#### [Task prompt]
The span to repeat in the listing below runs from the line containing "async fn run_values(&mut" to the line containing "self.log_statement(statement, 0);", inclusive. Repeat it exactly, and only it.

#### [The data]
┄┄┄┄┄┄
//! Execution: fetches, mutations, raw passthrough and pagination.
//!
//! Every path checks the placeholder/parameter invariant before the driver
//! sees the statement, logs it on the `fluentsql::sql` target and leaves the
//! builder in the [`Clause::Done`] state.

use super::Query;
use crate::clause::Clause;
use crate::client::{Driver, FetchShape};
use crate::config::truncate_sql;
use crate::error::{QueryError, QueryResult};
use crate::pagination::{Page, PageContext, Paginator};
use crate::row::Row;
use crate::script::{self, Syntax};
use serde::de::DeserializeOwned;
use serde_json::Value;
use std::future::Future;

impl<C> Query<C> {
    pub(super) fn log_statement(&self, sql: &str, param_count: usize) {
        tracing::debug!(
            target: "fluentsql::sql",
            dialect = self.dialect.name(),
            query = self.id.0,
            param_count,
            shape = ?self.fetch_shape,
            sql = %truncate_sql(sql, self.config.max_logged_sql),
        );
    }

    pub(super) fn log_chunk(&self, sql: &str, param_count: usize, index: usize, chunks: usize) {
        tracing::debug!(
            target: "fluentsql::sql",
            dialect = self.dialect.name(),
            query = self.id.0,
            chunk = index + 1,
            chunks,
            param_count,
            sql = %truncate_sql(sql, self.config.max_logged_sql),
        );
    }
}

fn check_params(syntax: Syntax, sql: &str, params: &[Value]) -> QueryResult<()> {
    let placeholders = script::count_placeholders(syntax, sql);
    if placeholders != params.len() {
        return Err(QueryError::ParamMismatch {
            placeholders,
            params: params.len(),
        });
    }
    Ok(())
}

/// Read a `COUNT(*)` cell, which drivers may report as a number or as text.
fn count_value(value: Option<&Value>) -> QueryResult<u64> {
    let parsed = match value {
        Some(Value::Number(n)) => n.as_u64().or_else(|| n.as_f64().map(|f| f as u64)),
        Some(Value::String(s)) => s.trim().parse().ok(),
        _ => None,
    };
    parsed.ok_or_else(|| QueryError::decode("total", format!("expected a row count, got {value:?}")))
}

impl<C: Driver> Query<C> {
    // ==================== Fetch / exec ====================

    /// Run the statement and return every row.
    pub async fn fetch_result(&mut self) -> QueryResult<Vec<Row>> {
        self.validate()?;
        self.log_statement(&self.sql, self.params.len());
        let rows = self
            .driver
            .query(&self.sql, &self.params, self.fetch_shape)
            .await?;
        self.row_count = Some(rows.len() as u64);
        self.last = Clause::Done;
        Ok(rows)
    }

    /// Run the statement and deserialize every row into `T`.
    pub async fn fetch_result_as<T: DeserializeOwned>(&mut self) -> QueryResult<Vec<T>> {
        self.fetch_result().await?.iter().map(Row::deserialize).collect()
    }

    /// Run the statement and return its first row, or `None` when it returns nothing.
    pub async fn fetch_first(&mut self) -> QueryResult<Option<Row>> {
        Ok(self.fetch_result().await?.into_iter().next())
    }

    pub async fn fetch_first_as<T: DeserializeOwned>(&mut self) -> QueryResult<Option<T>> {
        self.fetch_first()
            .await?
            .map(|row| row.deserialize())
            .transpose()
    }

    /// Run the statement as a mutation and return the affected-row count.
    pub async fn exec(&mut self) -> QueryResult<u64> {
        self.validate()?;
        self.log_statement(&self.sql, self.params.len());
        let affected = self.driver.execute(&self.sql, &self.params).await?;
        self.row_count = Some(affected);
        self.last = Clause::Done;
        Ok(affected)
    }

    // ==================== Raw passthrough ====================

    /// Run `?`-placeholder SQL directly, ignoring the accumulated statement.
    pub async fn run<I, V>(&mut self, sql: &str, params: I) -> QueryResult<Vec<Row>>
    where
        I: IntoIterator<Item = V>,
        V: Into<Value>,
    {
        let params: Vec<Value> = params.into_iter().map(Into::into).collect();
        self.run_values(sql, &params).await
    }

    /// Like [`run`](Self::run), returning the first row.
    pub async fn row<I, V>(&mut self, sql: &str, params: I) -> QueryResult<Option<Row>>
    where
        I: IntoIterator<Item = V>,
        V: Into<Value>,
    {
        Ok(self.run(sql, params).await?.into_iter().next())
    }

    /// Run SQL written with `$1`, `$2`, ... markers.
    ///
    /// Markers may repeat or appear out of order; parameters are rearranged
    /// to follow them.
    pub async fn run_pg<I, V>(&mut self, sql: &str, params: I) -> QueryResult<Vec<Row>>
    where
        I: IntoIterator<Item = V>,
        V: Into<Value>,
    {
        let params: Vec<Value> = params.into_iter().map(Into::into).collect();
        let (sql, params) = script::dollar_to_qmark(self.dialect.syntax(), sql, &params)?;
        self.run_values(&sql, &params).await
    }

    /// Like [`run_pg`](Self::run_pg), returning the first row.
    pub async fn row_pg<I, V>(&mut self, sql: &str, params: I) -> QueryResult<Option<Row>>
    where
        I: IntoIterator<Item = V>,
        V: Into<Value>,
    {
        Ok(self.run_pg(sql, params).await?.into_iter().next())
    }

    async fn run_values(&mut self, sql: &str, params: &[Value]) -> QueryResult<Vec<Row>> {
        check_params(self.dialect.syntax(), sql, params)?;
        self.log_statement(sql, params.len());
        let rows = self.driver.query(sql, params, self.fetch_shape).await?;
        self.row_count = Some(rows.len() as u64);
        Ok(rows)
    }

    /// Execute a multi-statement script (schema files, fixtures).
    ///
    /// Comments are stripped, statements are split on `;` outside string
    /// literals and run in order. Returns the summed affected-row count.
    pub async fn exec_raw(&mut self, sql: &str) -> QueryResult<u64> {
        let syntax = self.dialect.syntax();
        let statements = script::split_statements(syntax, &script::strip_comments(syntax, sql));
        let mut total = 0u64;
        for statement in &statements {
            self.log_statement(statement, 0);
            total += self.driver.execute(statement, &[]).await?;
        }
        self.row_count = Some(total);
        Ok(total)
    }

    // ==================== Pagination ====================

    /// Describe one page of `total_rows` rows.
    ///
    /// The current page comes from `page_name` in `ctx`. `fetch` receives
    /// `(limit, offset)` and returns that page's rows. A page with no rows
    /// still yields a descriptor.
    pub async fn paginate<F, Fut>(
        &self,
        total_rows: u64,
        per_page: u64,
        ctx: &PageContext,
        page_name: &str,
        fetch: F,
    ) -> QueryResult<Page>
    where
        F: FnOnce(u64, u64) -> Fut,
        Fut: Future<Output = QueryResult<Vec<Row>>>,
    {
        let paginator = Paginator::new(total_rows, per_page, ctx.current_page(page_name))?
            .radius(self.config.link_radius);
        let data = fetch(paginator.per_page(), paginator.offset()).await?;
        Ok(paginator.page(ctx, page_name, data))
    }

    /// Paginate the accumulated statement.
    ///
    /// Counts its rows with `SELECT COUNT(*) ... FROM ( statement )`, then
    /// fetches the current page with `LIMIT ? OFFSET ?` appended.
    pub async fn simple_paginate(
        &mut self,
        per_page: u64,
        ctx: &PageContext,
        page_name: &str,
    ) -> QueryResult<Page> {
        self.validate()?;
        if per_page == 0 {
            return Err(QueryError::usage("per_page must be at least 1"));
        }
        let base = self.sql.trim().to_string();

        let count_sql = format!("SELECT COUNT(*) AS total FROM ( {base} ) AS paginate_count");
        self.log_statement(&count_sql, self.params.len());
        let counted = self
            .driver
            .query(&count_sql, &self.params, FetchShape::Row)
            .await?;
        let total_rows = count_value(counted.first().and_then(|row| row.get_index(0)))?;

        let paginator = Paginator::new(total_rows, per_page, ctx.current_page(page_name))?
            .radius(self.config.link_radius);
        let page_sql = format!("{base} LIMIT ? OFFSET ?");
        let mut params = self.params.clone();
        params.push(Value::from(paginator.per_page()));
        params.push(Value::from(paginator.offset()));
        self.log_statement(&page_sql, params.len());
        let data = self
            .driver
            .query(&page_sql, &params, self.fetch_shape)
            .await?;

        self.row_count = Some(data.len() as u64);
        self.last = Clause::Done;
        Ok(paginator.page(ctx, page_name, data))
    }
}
┄┄┄┄┄┄
#### [Finished task]
    async fn run_values(&mut self, sql: &str, params: &[Value]) -> QueryResult<Vec<Row>> {
        check_params(self.dialect.syntax(), sql, params)?;
        self.log_statement(sql, params.len());
        let rows = self.driver.query(sql, params, self.fetch_shape).await?;
        self.row_count = Some(rows.len() as u64);
        Ok(rows)
    }

    /// Execute a multi-statement script (schema files, fixtures).
    ///
    /// Comments are stripped, statements are split on `;` outside string
    /// literals and run in order. Returns the summed affected-row count.
    pub async fn exec_raw(&mut self, sql: &str) -> QueryResult<u64> {
        let syntax = self.dialect.syntax();
        let statements = script::split_statements(syntax, &script::strip_comments(syntax, sql));
        let mut total = 0u64;
        for statement in &statements {
            self.log_statement(statement, 0);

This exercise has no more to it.